Po kasowym sukcesie Kodu Leonarda da Vinci i Aniołów i demonów wytwórnia Columbia Pictures zabrała się za następną w kolejności książkę, czyli Zaginiony symbol. Prac jednak nigdy nie skończyła, a kiedy Dan Brown wydał Inferno, to właśnie ta powieść jako następna doczekała się ekranizacji. Fani byli niewątpliwie zawiedzeni, że pominięto całkowicie jedną część perypetii Roberta Langdona.
Temat przejęła stacja telewizyjna NBC. Co prawda Zaginionego symbolu nie zobaczymy już w kinach, ale wszyscy doskonale wiemy, że seriale, mimo o wiele mniejszego budżetu, znakomicie radzą sobie z rzutowaniem książkowych fabuł na własne medium –twórcy są w stanie po prostu więcej pokazać.

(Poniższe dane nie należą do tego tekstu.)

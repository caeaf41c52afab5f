//! Conversation state store — operator chat sessions and their pending
//! question backlog.

use std::collections::HashMap;

use async_trait::async_trait;
use chrono::{DateTime, Utc};
use serde::{Deserialize, Serialize};
use tokio::sync::RwLock;

use crate::error::StoreError;
use crate::workflow::types::QuestionAnswer;

/// A human operator's chat session and the cross-run backlog of questions
/// currently awaiting that operator's reply.
#[derive(Debug, Clone, Serialize, Deserialize)]
pub struct ConversationState {
    /// Stable reference to the operator's conversation channel.
    pub conversation_reference: String,
    /// Answerer thread backing the operator chat, once one exists.
    pub thread_id: Option<String>,
    /// Unanswered questions pending this operator, across all runs.
    pub pending_question_answers: Vec<QuestionAnswer>,
    pub updated_at: DateTime<Utc>,
}

impl ConversationState {
    pub fn new(conversation_reference: impl Into<String>) -> Self {
        Self {
            conversation_reference: conversation_reference.into(),
            thread_id: None,
            pending_question_answers: Vec::new(),
            updated_at: Utc::now(),
        }
    }
}

/// Keyed store of conversation records.
///
/// All mutations are single-key read-modify-write operations, atomic per key.
#[async_trait]
pub trait ConversationStore: Send + Sync {
    async fn save(&self, key: &str, state: ConversationState) -> Result<(), StoreError>;

    /// Fetch a conversation record. Missing keys yield a fresh empty record
    /// rather than an error.
    async fn get(&self, key: &str) -> Result<ConversationState, StoreError>;

    /// The most recently saved record, if any — used when a workflow needs
    /// *an* operator and no routing says which.
    async fn get_default(&self) -> Result<Option<ConversationState>, StoreError>;

    /// Record an answer against a pending question, matched by
    /// `(email_id, question_id)`. Unknown ids are ignored.
    async fn answer_question(
        &self,
        key: &str,
        email_id: &str,
        question_id: &str,
        answer: &str,
    ) -> Result<(), StoreError>;
}

/// In-memory conversation store. Reference implementation; best-effort, not
/// crash-durable.
#[derive(Default)]
pub struct InMemoryConversationStore {
    inner: RwLock<Inner>,
}

#[derive(Default)]
struct Inner {
    entries: HashMap<String, (u64, ConversationState)>,
    next_seq: u64,
}

impl InMemoryConversationStore {
    pub fn new() -> Self {
        Self::default()
    }
}

#[async_trait]
impl ConversationStore for InMemoryConversationStore {
    async fn save(&self, key: &str, mut state: ConversationState) -> Result<(), StoreError> {
        let mut inner = self.inner.write().await;
        let seq = inner.next_seq;
        inner.next_seq += 1;
        state.updated_at = Utc::now();
        inner.entries.insert(key.to_string(), (seq, state));
        Ok(())
    }

    async fn get(&self, key: &str) -> Result<ConversationState, StoreError> {
        let inner = self.inner.read().await;
        Ok(inner
            .entries
            .get(key)
            .map(|(_, state)| state.clone())
            .unwrap_or_else(|| ConversationState::new(key)))
    }

    async fn get_default(&self) -> Result<Option<ConversationState>, StoreError> {
        let inner = self.inner.read().await;
        Ok(inner
            .entries
            .values()
            .max_by_key(|(seq, _)| *seq)
            .map(|(_, state)| state.clone()))
    }

    async fn answer_question(
        &self,
        key: &str,
        email_id: &str,
        question_id: &str,
        answer: &str,
    ) -> Result<(), StoreError> {
        let mut inner = self.inner.write().await;
        if let Some((_, state)) = inner.entries.get_mut(key) {
            if let Some(qa) = state
                .pending_question_answers
                .iter_mut()
                .find(|qa| qa.question_id == question_id && qa.email_id == email_id)
            {
                qa.answer = Some(answer.to_string());
                state.updated_at = Utc::now();
            }
        }
        Ok(())
    }
}

#[cfg(test)]
mod tests {
    use super::*;

    fn question(email_id: &str, question_id: &str) -> QuestionAnswer {
        QuestionAnswer {
            email_id: email_id.into(),
            question_id: question_id.into(),
            question: "what plan?".into(),
            answer: None,
        }
    }

    #[tokio::test]
    async fn get_missing_key_yields_empty_record() {
        let store = InMemoryConversationStore::new();
        let state = store.get("conv-1").await.unwrap();
        assert_eq!(state.conversation_reference, "conv-1");
        assert!(state.pending_question_answers.is_empty());
    }

    #[tokio::test]
    async fn get_default_is_most_recently_saved() {
        let store = InMemoryConversationStore::new();
        assert!(store.get_default().await.unwrap().is_none());

        store
            .save("conv-1", ConversationState::new("conv-1"))
            .await
            .unwrap();
        store
            .save("conv-2", ConversationState::new("conv-2"))
            .await
            .unwrap();

        let default = store.get_default().await.unwrap().unwrap();
        assert_eq!(default.conversation_reference, "conv-2");

        // Re-saving conv-1 makes it the default again
        store
            .save("conv-1", ConversationState::new("conv-1"))
            .await
            .unwrap();
        let default = store.get_default().await.unwrap().unwrap();
        assert_eq!(default.conversation_reference, "conv-1");
    }

    #[tokio::test]
    async fn answer_question_updates_matching_entry() {
        let store = InMemoryConversationStore::new();
        let mut state = ConversationState::new("conv-1");
        state.pending_question_answers.push(question("e1", "q1"));
        state.pending_question_answers.push(question("e1", "q2"));
        store.save("conv-1", state).await.unwrap();

        store
            .answer_question("conv-1", "e1", "q2", "blue")
            .await
            .unwrap();

        let state = store.get("conv-1").await.unwrap();
        assert!(state.pending_question_answers[0].answer.is_none());
        assert_eq!(
            state.pending_question_answers[1].answer.as_deref(),
            Some("blue")
        );
    }

    #[tokio::test]
    async fn answer_question_requires_both_ids_to_match() {
        let store = InMemoryConversationStore::new();
        let mut state = ConversationState::new("conv-1");
        state.pending_question_answers.push(question("e1", "q1"));
        store.save("conv-1", state).await.unwrap();

        // Same question id, different email — must not match
        store
            .answer_question("conv-1", "e2", "q1", "wrong")
            .await
            .unwrap();

        let state = store.get("conv-1").await.unwrap();
        assert!(state.pending_question_answers[0].answer.is_none());
    }
}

Poprzednie filmy mieszały już trochę w chronologii, ustawiając wydarzenia z Aniołów i demonów po Kodzie Leonarda da Vinci, czyli odwrotnie niż w książkowej serii. Dan Brown z Zaginionego symbolu uczynił kontynuację drugiej powieści. Serial zaś przy zachowaniu oryginalnej fabuły będzie prequelem serii. Prawdopodobnie wybieg ten ma posłużyć usprawiedliwieniu nieobecności Toma Hanksa w obsadzie. Nie zostało to jeszcze oficjalnie potwierdzone, nie jest znany jeszcze żaden aktor, ale raczej mało prawdopodobne, żeby Tom Hanks miał w serialu zagrać.
Telewizyjna adaptacja Zaginionego symbolu występuje pod tytułem Langdon. Główny bohater zostaje wciągnięty w serię śmiertelnie groźnych zagadek zaraz po tym, jak jego mentor zaginął. Kiedy odkrywa mrożący krew w żyłach spisek, CIA werbuje go do oddziału.
Dan Brown jest producentem wykonawczym, zaś za całą produkcję odpowiada Daniel Cerone, który pisał wcześniej dla takich seriali jak Motyw czy Constantine. Nie jest jeszcze znana data premiery. Obstawiać należałoby przyszły rok.